“You should author a book on member and subscriber retention.” This is what I’ve heard from my book agent, as well as several clients. I’ve authored five books already on other marketing topics, so writing one more book wouldn’t be difficult.
But writing the book is a small part of a book project. For my first book, I invested more than a $100,000.00 for marketing and publicity to make it a best-seller. And not one of those fake best-sellers, either. I sold copies to real customers, stayed in the top page of the Amazon.com best-seller lists for two years, and made sure there were enough sales for local and airport bookstores to keep the book on shelves for more than four years.
However, at this moment, with my goals and priorities, writing a book would be a huge distraction. The ego boost would be really rewarding. I’d love to do the publicity and promotion. And, heck, I’d get invited to speak at all kinds of conferences on member retention. That’d be fun. And it would be a distraction.
Just like I find it challenging to stay focused on what’s most important to me, your new members struggle with the same challenge — but it’s harder. They are brand new, so all these ideas sound equally great. They don’t have a way to filter which are promising versus which are too much work, and they are flitting like a Zika-infested mosquito from one thing to the next. This confusion leads to overwhelm, which is the leading reason members quit. They can be overwhelmed with choices for free on YouTube.

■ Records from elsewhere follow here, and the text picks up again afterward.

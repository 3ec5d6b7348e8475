//! Signature type produced by the signing layer.
//!
//! The signature schema is part of the public contract: it is stored next to
//! each indexed document and compared position by position at query time.

use serde::{Deserialize, Serialize};

use crate::config::PerceptualError;

/// Slot value of a signature computed from an empty shingle set.
pub const SENTINEL: u32 = u32::MAX;

/// Fixed-length MinHash signature.
#[derive(Debug, Clone, Default, PartialEq, Eq, Hash, Serialize, Deserialize)]
#[serde(transparent)]
pub struct MinHashSignature {
    values: Vec<u32>,
}

impl MinHashSignature {
    pub fn new(values: Vec<u32>) -> Self {
        Self { values }
    }

    pub fn len(&self) -> usize {
        self.values.len()
    }

    pub fn is_empty(&self) -> bool {
        self.values.is_empty()
    }

    pub fn as_slice(&self) -> &[u32] {
        &self.values
    }

    pub fn into_inner(self) -> Vec<u32> {
        self.values
    }

    /// True when every slot holds the sentinel, i.e. the signed set was empty.
    pub fn is_sentinel(&self) -> bool {
        !self.values.is_empty() && self.values.iter().all(|&v| v == SENTINEL)
    }

    /// Fraction of positions where both signatures agree.
    ///
    /// This is the unbiased MinHash estimate of the Jaccard similarity of the
    /// underlying shingle sets. Signatures of different length cannot be
    /// compared.
    pub fn estimate_jaccard(&self, other: &MinHashSignature) -> Result<f64, PerceptualError> {
        if self.len() != other.len() {
            return Err(PerceptualError::SignatureLength {
                expected: self.len(),
                actual: other.len(),
            });
        }
        if self.is_empty() {
            return Ok(0.0);
        }
        let equal = self
            .values
            .iter()
            .zip(&other.values)
            .filter(|(a, b)| a == b)
            .count();
        Ok(equal as f64 / self.len() as f64)
    }
}

impl From<Vec<u32>> for MinHashSignature {
    fn from(values: Vec<u32>) -> Self {
        Self::new(values)
    }
}

impl AsRef<[u32]> for MinHashSignature {
    fn as_ref(&self) -> &[u32] {
        &self.values
    }
}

There are three ways to give your members clarity to prevent them from quitting. You must address each one within your member welcome materials to help your customer make the decisions necessary to overcome these distractions.

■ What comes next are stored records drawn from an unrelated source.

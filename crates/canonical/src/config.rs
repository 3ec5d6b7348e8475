//! Configuration types for feature extraction.
//!
//! [`FeatureConfig`] controls how a [`Document`](crate::Document) is turned
//! into a feature blob and a shingle set.
//!
//! # Versioning
//!
//! Any change that can alter the produced blob (separators, title window,
//! cast cap) changes which shingles a document yields, and therefore every
//! signature computed downstream. Bump `version` whenever the extraction
//! behavior changes so that stale corpora are not compared against fresh
//! queries by accident.
//!
//! # Examples
//!
//! ```rust
//! use canonical::FeatureConfig;
//!
//! let config = FeatureConfig::default();
//! assert_eq!(config.title_shingle_size, 2);
//! assert_eq!(config.cast_limit, 2);
//! assert_eq!(config.outer_separator, '|');
//! assert_eq!(config.inner_separator, ' ');
//! ```

use serde::{Deserialize, Serialize};

use crate::error::CanonicalError;

/// Configuration for the feature extraction pipeline.
///
/// The separator pair defines the two-level token partition of the feature
/// blob: fields are joined with `outer_separator`, tokens inside a field with
/// `inner_separator`. Splitting the blob on both recovers the shingle set.
#[derive(Debug, Clone, Serialize, Deserialize, PartialEq, Eq)]
#[serde(default)]
pub struct FeatureConfig {
    /// Semantic version of the extraction behavior. Must be >= 1.
    pub version: u32,
    /// Character window used to shingle titles. A title shorter than the
    /// window is padded with trailing spaces so it yields one shingle.
    pub title_shingle_size: usize,
    /// Number of leading cast entries kept. Directors are never capped.
    pub cast_limit: usize,
    /// Separator placed between feature fields.
    pub outer_separator: char,
    /// Separator placed between tokens of one field.
    pub inner_separator: char,
    /// Language assumed for query documents that omit one.
    pub default_query_language: String,
}

impl FeatureConfig {
    pub fn new() -> Self {
        Self::default()
    }

    pub fn with_title_shingle_size(mut self, size: usize) -> Self {
        self.title_shingle_size = size;
        self
    }

    pub fn with_cast_limit(mut self, limit: usize) -> Self {
        self.cast_limit = limit;
        self
    }

    pub fn with_separators(mut self, outer: char, inner: char) -> Self {
        self.outer_separator = outer;
        self.inner_separator = inner;
        self
    }

    pub fn with_default_query_language(mut self, language: impl Into<String>) -> Self {
        self.default_query_language = language.into();
        self
    }

    /// Validate configuration parameters.
    pub fn validate(&self) -> Result<(), CanonicalError> {
        if self.version == 0 {
            return Err(CanonicalError::InvalidConfig(
                "config version must be >= 1".into(),
            ));
        }
        if self.title_shingle_size == 0 {
            return Err(CanonicalError::InvalidConfig(
                "title_shingle_size must be >= 1".into(),
            ));
        }
        if self.outer_separator == self.inner_separator {
            return Err(CanonicalError::InvalidConfig(format!(
                "outer and inner separators must differ (both {:?})",
                self.outer_separator
            )));
        }
        Ok(())
    }
}

impl Default for FeatureConfig {
    fn default() -> Self {
        Self {
            version: 1,
            title_shingle_size: 2,
            cast_limit: 2,
            outer_separator: '|',
            inner_separator: ' ',
            default_query_language: "English".to_string(),
        }
    }
}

In 2004, the first time I started trying to sell products instead of consulting services, there were a thousand things that got in the way, not the least of which were my clients. I was so busy fulfilling my client obligations and deadlines, I had little time left to create an information product allowing me to do the work once and get paid each time I sold the product. Finally, I set aside two hours every morning, from 6– 8 a.m., to create my first product. It took me six weeks. Then as I was growing the business, I set aside every Friday. All I did on Fridays was work on my products business rather than my consulting clients.
Often your clients have other jobs or businesses they operate to pay the bills. Or as in the case of my client who was selling to pest control guys, the clients are so busy spraying for bugs all day, returning voicemails in the evenings, and mailing out bills at night, that they don’t have any time to work on their real business.
You must help your members overcome this problem the same way I did, by compartmentalizing their time. They can be busy almost the entire week,but set aside two hours each morning to build their new life. Or they can be busy four days a week working for money today, and invest one day working on a project for their future. Teach them how to compartmentalize their time and attention so they have clarity and space to implement your materials.
Once your member creates space in her life to grow, next you need to help choose what to focus on. For a business owner, should she focus on improving her product pricing, offer, sales, marketing, customer service, product offering, employee recruiting, or leadership first? Each is an important element of running a successful business. And each may be broken and causing her frustration. But where should she start?
Stephen Covey’s “Big Rocks” is a great tool for this. Google the story if you haven’t heard it, but the purpose is to get your new member to choose the most important items to focus her attention on. Now that she’s identified what’s important, she can choose which of your shortcuts to implement first.
When you are mapping a route on Google Maps from where you are to where you want to go, Google Maps gives you the fastest routes together with two other options, estimating the time for each route. However, life is not that simple. There may be dozens of tools and strategies promising similar outcomes. That’s like having Google provide 20 routes to choose from, with each promised to be the single fastest route. Once your customer chooses her priorities, help her select the single fastest way for solving that problem. And all this before she’s even implemented the first strategy.
If your member is distracted with paying the bills, doesn’t know his desired destination, or hasn’t chosen the best route to achieve his goal, then he’s going to be frozen in inaction and won’t need your subscription. Even though your member purchased your program you can’t assume your member has the necessary mindset to be successful using it. Your new member welcome package is your first and best opportunity to reignite the excitement your member had when she bought your program and motivate her to take action.